** Task instructions **
Each line of the records that includes "MaskingError" should be found and copied.

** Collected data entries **
═══

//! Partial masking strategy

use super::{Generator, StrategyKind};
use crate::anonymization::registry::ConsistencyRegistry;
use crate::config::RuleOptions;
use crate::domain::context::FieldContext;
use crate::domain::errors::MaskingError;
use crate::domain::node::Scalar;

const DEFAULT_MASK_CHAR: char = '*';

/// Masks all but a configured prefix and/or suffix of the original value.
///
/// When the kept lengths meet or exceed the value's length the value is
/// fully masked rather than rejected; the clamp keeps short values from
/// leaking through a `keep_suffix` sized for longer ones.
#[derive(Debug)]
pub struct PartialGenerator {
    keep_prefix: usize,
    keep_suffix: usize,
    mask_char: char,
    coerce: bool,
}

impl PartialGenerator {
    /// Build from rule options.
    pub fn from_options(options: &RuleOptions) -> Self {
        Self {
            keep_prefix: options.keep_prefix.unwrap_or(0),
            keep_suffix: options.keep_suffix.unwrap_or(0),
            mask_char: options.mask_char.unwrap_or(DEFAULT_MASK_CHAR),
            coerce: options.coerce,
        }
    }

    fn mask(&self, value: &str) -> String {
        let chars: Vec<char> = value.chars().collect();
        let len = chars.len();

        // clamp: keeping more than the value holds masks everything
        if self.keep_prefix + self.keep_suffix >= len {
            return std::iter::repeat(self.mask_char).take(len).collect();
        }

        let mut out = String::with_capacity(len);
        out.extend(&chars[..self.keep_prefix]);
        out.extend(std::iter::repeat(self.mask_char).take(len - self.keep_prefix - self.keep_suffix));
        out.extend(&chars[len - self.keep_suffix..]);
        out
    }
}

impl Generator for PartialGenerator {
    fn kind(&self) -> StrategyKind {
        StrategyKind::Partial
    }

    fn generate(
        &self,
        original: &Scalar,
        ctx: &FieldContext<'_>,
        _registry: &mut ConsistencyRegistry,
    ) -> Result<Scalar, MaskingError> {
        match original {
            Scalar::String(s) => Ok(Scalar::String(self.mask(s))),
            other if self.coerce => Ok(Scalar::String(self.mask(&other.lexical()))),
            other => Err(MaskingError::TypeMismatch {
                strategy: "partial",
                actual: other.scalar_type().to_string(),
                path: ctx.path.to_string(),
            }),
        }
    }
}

═══

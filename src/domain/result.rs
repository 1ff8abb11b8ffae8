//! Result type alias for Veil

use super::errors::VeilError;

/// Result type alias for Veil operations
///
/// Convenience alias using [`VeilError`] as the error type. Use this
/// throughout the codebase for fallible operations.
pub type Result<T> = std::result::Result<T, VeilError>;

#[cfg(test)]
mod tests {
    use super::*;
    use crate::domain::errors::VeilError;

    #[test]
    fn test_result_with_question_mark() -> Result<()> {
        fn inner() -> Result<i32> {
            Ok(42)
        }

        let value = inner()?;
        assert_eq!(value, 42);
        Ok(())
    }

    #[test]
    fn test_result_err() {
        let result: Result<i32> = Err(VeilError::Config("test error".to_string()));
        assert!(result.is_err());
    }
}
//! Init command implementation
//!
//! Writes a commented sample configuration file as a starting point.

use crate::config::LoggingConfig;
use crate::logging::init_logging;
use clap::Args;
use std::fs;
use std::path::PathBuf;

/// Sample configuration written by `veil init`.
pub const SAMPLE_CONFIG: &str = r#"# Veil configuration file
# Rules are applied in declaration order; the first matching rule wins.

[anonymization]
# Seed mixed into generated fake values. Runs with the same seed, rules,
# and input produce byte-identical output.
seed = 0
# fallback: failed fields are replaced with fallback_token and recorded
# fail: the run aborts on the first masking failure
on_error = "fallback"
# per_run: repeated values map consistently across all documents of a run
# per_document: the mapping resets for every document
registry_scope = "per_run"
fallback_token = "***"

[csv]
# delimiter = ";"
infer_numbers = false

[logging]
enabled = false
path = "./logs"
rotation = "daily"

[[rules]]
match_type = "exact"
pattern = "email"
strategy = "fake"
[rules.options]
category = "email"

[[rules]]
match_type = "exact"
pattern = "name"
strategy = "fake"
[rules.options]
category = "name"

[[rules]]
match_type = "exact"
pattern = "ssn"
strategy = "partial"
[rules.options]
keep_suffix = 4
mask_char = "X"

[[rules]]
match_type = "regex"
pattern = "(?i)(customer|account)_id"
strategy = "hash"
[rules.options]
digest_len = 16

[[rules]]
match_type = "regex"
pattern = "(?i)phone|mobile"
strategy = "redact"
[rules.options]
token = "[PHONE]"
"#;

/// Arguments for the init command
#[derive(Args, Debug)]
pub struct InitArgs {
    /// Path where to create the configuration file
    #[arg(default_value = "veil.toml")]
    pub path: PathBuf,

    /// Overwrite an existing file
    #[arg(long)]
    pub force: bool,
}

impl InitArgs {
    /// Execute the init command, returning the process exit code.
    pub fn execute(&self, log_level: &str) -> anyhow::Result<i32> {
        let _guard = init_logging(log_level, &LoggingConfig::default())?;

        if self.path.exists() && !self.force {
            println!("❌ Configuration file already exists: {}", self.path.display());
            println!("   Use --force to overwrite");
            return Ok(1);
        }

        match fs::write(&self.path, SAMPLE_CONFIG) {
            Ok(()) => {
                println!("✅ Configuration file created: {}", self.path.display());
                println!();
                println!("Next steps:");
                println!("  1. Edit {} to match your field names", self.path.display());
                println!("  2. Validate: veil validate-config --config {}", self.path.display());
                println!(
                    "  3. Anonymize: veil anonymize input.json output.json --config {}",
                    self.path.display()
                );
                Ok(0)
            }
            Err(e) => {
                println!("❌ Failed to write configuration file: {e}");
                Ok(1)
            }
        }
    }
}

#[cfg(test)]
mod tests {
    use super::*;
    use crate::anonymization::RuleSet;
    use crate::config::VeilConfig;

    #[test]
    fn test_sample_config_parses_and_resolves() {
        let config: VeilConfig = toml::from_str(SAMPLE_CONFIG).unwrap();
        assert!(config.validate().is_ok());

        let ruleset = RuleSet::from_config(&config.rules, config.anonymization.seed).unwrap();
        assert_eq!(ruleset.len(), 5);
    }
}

═══

** Reply **
use crate::domain::errors::MaskingError;
    ) -> Result<Scalar, MaskingError> {
            other => Err(MaskingError::TypeMismatch {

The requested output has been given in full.